По предварительным измерениям, трофей тянул килограмм за пятнадцать. Дело сделано. Проперская экспедиция в дебри Северного Тянь-Шаня удалась. Теперь Марку можно выходить из своего проперского аватара и возвращаться в привычное, тело преуспевающего воротилы строительного бизнеса. Нужно сказать, что это ему удалось сделать довольно быстро, сразу же после фото сессии. Он сказал, что супер доволен результатом, так как в Европе такой трофей встал бы, как минимум, в двадцатку. Мучительной проблемой оказался выбор размера чаевых для наших гидов: если дать им по 50 евро, они могут обидеться, а по сто рука не поднимается. В конце концов, остановился на символической сумме в 70 евро. Что именно должна символизировать эта сумма проводники не поняли, по их мнению цифра 300 лучше бы передала широту загадочной евросоюзной души. Уезжая, Клаус выполнявший все это время роль наводчика , сказал несколько слов о проперах, бучерах и маралах. Это его короткое замечание, собственно, и послужило поводом для написания данного отчета, все остальное – это ИМХО - моя личная, возможно предвзятая интерпретация охоты, в которой я играл второстепенную, но все же заинтересованную роль.
- Отправляясь на «дикую охоту», - сказал Клаус, - мы должны ясно понимать, что горы Центральной Азии - это не окрестности Вены.

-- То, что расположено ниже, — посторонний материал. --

//! Sensor descriptors
//!
//! Static metadata describing how one observation field is surfaced as a
//! sensor entity.

use serde::Serialize;

use super::observation::ObservationField;
use crate::value_objects::StationCode;

/// Integration domain, used as the unique id prefix
pub const DOMAIN: &str = "metar";

/// Attribution attached to every sensor
pub const ATTRIBUTION: &str = "Data provided by NOAA";

/// Kind of physical quantity a sensor measures
#[derive(Debug, Clone, Copy, PartialEq, Eq, Serialize)]
#[serde(rename_all = "snake_case")]
pub enum DeviceClass {
    Temperature,
    WindSpeed,
    Pressure,
}

/// How the sensor state evolves over time
#[derive(Debug, Clone, Copy, PartialEq, Eq, Serialize)]
#[serde(rename_all = "snake_case")]
pub enum StateClass {
    Measurement,
}

/// Static description of one sensor
#[derive(Debug, Clone, Copy, PartialEq, Eq, Serialize)]
pub struct SensorDescriptor {
    /// Observation field exposed as the sensor state
    pub key: ObservationField,
    /// Display name suffix
    pub name: &'static str,
    /// Unit of measurement
    #[serde(skip_serializing_if = "Option::is_none")]
    pub unit: Option<&'static str>,
    /// Material Design icon
    #[serde(skip_serializing_if = "Option::is_none")]
    pub icon: Option<&'static str>,
    #[serde(skip_serializing_if = "Option::is_none")]
    pub device_class: Option<DeviceClass>,
    #[serde(skip_serializing_if = "Option::is_none")]
    pub state_class: Option<StateClass>,
}

impl SensorDescriptor {
    /// `metar_<STATION>_<key>`
    #[must_use]
    pub fn unique_id(&self, station: &StationCode) -> String {
        format!("{DOMAIN}_{station}_{}", self.key.key())
    }

    /// `METAR <STATION> <name>`
    #[must_use]
    pub fn display_name(&self, station: &StationCode) -> String {
        format!("METAR {station} {}", self.name)
    }

    /// Look up the descriptor for a field
    #[must_use]
    pub fn for_field(field: ObservationField) -> Option<&'static Self> {
        SENSOR_TYPES.iter().find(|d| d.key == field)
    }
}

/// Every sensor created for a station
pub const SENSOR_TYPES: [SensorDescriptor; 9] = [
    SensorDescriptor {
        key: ObservationField::Temperature,
        name: "Temperature",
        unit: Some("°C"),
        icon: None,
        device_class: Some(DeviceClass::Temperature),
        state_class: Some(StateClass::Measurement),
    },
    SensorDescriptor {
        key: ObservationField::Dewpoint,
        name: "Dewpoint",
        unit: Some("°C"),
        icon: None,
        device_class: Some(DeviceClass::Temperature),
        state_class: Some(StateClass::Measurement),
    },
    SensorDescriptor {
        key: ObservationField::WindSpeed,
        name: "Wind Speed",
        unit: Some("km/h"),
        icon: None,
        device_class: Some(DeviceClass::WindSpeed),
        state_class: Some(StateClass::Measurement),
    },
    SensorDescriptor {
        key: ObservationField::WindDirection,
        name: "Wind Direction",
        unit: None,
        icon: Some("mdi:compass"),
        device_class: None,
        state_class: None,
    },
    SensorDescriptor {
        key: ObservationField::Visibility,
        name: "Visibility",
        unit: Some("km"),
        icon: Some("mdi:eye"),
        device_class: None,
        state_class: Some(StateClass::Measurement),
    },
    SensorDescriptor {
        key: ObservationField::Pressure,
        name: "Pressure",
        unit: Some("hPa"),
        icon: None,
        device_class: Some(DeviceClass::Pressure),
        state_class: Some(StateClass::Measurement),
    },
    SensorDescriptor {
        key: ObservationField::Weather,
        name: "Weather",
        unit: None,
        icon: Some("mdi:weather-partly-cloudy"),
        device_class: None,
        state_class: None,
    },
    SensorDescriptor {
        key: ObservationField::Clouds,
        name: "Clouds",
        unit: None,
        icon: Some("mdi:cloud"),
        device_class: None,
        state_class: None,
    },
    SensorDescriptor {
        key: ObservationField::Raw,
        name: "Raw METAR",
        unit: None,
        icon: Some("mdi:text"),
        device_class: None,
        state_class: None,
    },
];

#[cfg(test)]
mod tests {
    use std::collections::HashSet;

    use super::*;

    fn kjfk() -> StationCode {
        StationCode::new("KJFK").unwrap()
    }

    #[test]
    fn unique_id_pattern() {
        let descriptor = SensorDescriptor::for_field(ObservationField::WindSpeed).unwrap();
        assert_eq!(descriptor.unique_id(&kjfk()), "metar_KJFK_wind_speed");
    }

    #[test]
    fn display_name_pattern() {
        let descriptor = SensorDescriptor::for_field(ObservationField::Raw).unwrap();
        assert_eq!(descriptor.display_name(&kjfk()), "METAR KJFK Raw METAR");
    }

    #[test]
    fn keys_are_unique() {
        let keys: HashSet<_> = SENSOR_TYPES.iter().map(|d| d.key).collect();
        assert_eq!(keys.len(), SENSOR_TYPES.len());
    }

    #[test]
    fn station_and_last_update_are_not_sensors() {
        assert!(SensorDescriptor::for_field(ObservationField::Station).is_none());
        assert!(SensorDescriptor::for_field(ObservationField::LastUpdate).is_none());
    }

    #[test]
    fn measurement_sensors_have_units() {
        for descriptor in SENSOR_TYPES
            .iter()
            .filter(|d| d.state_class == Some(StateClass::Measurement))
        {
            assert!(descriptor.unit.is_some(), "{} has no unit", descriptor.name);
        }
    }

    #[test]
    fn serializes_without_empty_fields() {
        let json = serde_json::to_value(SENSOR_TYPES[3]).unwrap();
        assert_eq!(json["key"], "wind_direction");
        assert_eq!(json["icon"], "mdi:compass");
        assert!(json.get("unit").is_none());
    }
}
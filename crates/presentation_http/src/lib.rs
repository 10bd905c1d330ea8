//! METAR sensors HTTP presentation layer
//!
//! Exposes sensors and station config entries over a JSON API.

pub mod error;
pub mod handlers;
pub mod routes;
pub mod state;

pub use error::ApiError;
pub use routes::create_router;
pub use state::AppState;
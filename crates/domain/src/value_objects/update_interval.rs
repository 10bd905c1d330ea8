//! Polling interval value object
//!
//! Represents a validated coordinator polling interval in whole minutes.
//!
//! # Examples
//!
//! ```
//! use domain::value_objects::UpdateInterval;
//!
//! let interval = UpdateInterval::new(10).expect("valid interval");
//! assert_eq!(interval.as_duration().as_secs(), 600);
//!
//! // Bulletins are published at most a few times an hour
//! assert!(UpdateInterval::new(1).is_err());
//! ```

use std::{fmt, time::Duration};

use serde::{Deserialize, Serialize};

use crate::errors::DomainError;

/// Polling interval in minutes (5-120)
#[derive(Debug, Clone, Copy, PartialEq, Eq, PartialOrd, Ord, Hash, Serialize)]
#[serde(transparent)]
pub struct UpdateInterval(u32);

impl UpdateInterval {
    /// Shortest allowed interval
    pub const MIN_MINUTES: u32 = 5;
    /// Longest allowed interval
    pub const MAX_MINUTES: u32 = 120;
    /// Interval used when none is configured
    pub const DEFAULT_MINUTES: u32 = 30;

    /// Create a new validated interval
    ///
    /// # Errors
    ///
    /// Returns `InvalidUpdateInterval` if the value is outside 5-120 minutes.
    pub fn new(minutes: u32) -> Result<Self, DomainError> {
        if !(Self::MIN_MINUTES..=Self::MAX_MINUTES).contains(&minutes) {
            return Err(DomainError::InvalidUpdateInterval(format!(
                "{minutes} minutes is out of range (must be {}-{})",
                Self::MIN_MINUTES,
                Self::MAX_MINUTES
            )));
        }
        Ok(Self(minutes))
    }

    /// Create an interval, clamping to the valid range
    #[must_use]
    pub const fn clamped(minutes: u32) -> Self {
        if minutes < Self::MIN_MINUTES {
            Self(Self::MIN_MINUTES)
        } else if minutes > Self::MAX_MINUTES {
            Self(Self::MAX_MINUTES)
        } else {
            Self(minutes)
        }
    }

    /// Interval in minutes
    #[must_use]
    pub const fn minutes(self) -> u32 {
        self.0
    }

    /// Interval as a `Duration`
    #[must_use]
    pub fn as_duration(self) -> Duration {
        Duration::from_secs(u64::from(self.0) * 60)
    }
}

impl Default for UpdateInterval {
    fn default() -> Self {
        Self(Self::DEFAULT_MINUTES)
    }
}

impl fmt::Display for UpdateInterval {
    fn fmt(&self, f: &mut fmt::Formatter<'_>) -> fmt::Result {
        write!(f, "{} min", self.0)
    }
}

impl TryFrom<u32> for UpdateInterval {
    type Error = DomainError;

    fn try_from(value: u32) -> Result<Self, Self::Error> {
        Self::new(value)
    }
}

/// Custom deserialization that validates the range
impl<'de> Deserialize<'de> for UpdateInterval {
    fn deserialize<D>(deserializer: D) -> Result<Self, D::Error>
    where
        D: serde::Deserializer<'de>,
    {
        let value = u32::deserialize(deserializer)?;
        Self::new(value).map_err(serde::de::Error::custom)
    }
}
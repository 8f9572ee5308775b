//! Geographic coordinate type and great-circle utilities.
//!
//! `GeoPoint` uses `f64` latitude/longitude.  Lattices span thousands of
//! kilometres, so the ~1 m precision of `f32` at city scale would turn into
//! visible ring-distance drift at ocean scale.
//!
//! All formulas assume a spherical Earth of mean radius [`EARTH_RADIUS_M`].
//! `distance_m` and `destination` are exact inverses of each other on that
//! sphere, which is what lattice generation relies on.

/// Mean Earth radius in metres.
pub const EARTH_RADIUS_M: f64 = 6_371_000.0;

/// A WGS-84 geographic coordinate in degrees.
#[derive(Copy, Clone, Debug, PartialEq)]
#[cfg_attr(feature = "serde", derive(serde::Serialize, serde::Deserialize))]
pub struct GeoPoint {
    pub lat: f64,
    pub lon: f64,
}

impl GeoPoint {
    #[inline]
    pub fn new(lat: f64, lon: f64) -> Self {
        Self { lat, lon }
    }

    /// Haversine great-circle distance in metres.
    pub fn distance_m(self, other: GeoPoint) -> f64 {
        let d_lat = (other.lat - self.lat).to_radians();
        let d_lon = (other.lon - self.lon).to_radians();

        let lat1 = self.lat.to_radians();
        let lat2 = other.lat.to_radians();

        let a = (d_lat * 0.5).sin().powi(2)
            + lat1.cos() * lat2.cos() * (d_lon * 0.5).sin().powi(2);

        let c = 2.0 * a.sqrt().atan2((1.0 - a).sqrt());
        EARTH_RADIUS_M * c
    }

    /// Initial great-circle bearing from `self` towards `other`, in degrees
    /// clockwise from true north, normalised to `[0, 360)`.
    ///
    /// Returns `0.0` for coincident points.
    pub fn initial_bearing_deg(self, other: GeoPoint) -> f64 {
        if self == other {
            return 0.0;
        }
        let lat1 = self.lat.to_radians();
        let lat2 = other.lat.to_radians();
        let d_lon = (other.lon - self.lon).to_radians();

        let y = d_lon.sin() * lat2.cos();
        let x = lat1.cos() * lat2.sin() - lat1.sin() * lat2.cos() * d_lon.cos();
        y.atan2(x).to_degrees().rem_euclid(360.0)
    }

    /// The point reached by travelling `distance_m` metres from `self` along
    /// the great circle with initial bearing `bearing_deg`.
    pub fn destination(self, bearing_deg: f64, distance_m: f64) -> GeoPoint {
        let delta = distance_m / EARTH_RADIUS_M;
        let theta = bearing_deg.to_radians();
        let lat1 = self.lat.to_radians();
        let lon1 = self.lon.to_radians();

        let lat2 = (lat1.sin() * delta.cos() + lat1.cos() * delta.sin() * theta.cos()).asin();
        let lon2 = lon1
            + (theta.sin() * delta.sin() * lat1.cos())
                .atan2(delta.cos() - lat1.sin() * lat2.sin());

        // Normalise longitude to [-180, 180).
        let lon2 = (lon2.to_degrees() + 540.0).rem_euclid(360.0) - 180.0;
        GeoPoint::new(lat2.to_degrees(), lon2)
    }

    /// Arithmetic lat/lon midpoint.  Adequate for region lookups on edges a
    /// few hundred kilometres long; not a great-circle midpoint.
    #[inline]
    pub fn midpoint(self, other: GeoPoint) -> GeoPoint {
        GeoPoint::new(0.5 * (self.lat + other.lat), 0.5 * (self.lon + other.lon))
    }
}

impl std::fmt::Display for GeoPoint {
    fn fmt(&self, f: &mut std::fmt::Formatter<'_>) -> std::fmt::Result {
        write!(f, "({:.6}, {:.6})", self.lat, self.lon)
    }
}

Что местные горцы отличаются от наших егерей. Что в проперской экспедиции их ждет совсем не такой сервис, как в комфортабельном охотничьем хозяйстве Европы. Но, с другой стороны, ни в одной европейской стране, несмотря на обилие дичи, невозможно испытать тех ощущений, которые посчастливилось получить нам в этой диком горном краю. Почувствовать себя настоящими охотниками , как когда то чувствовали себя наши деды»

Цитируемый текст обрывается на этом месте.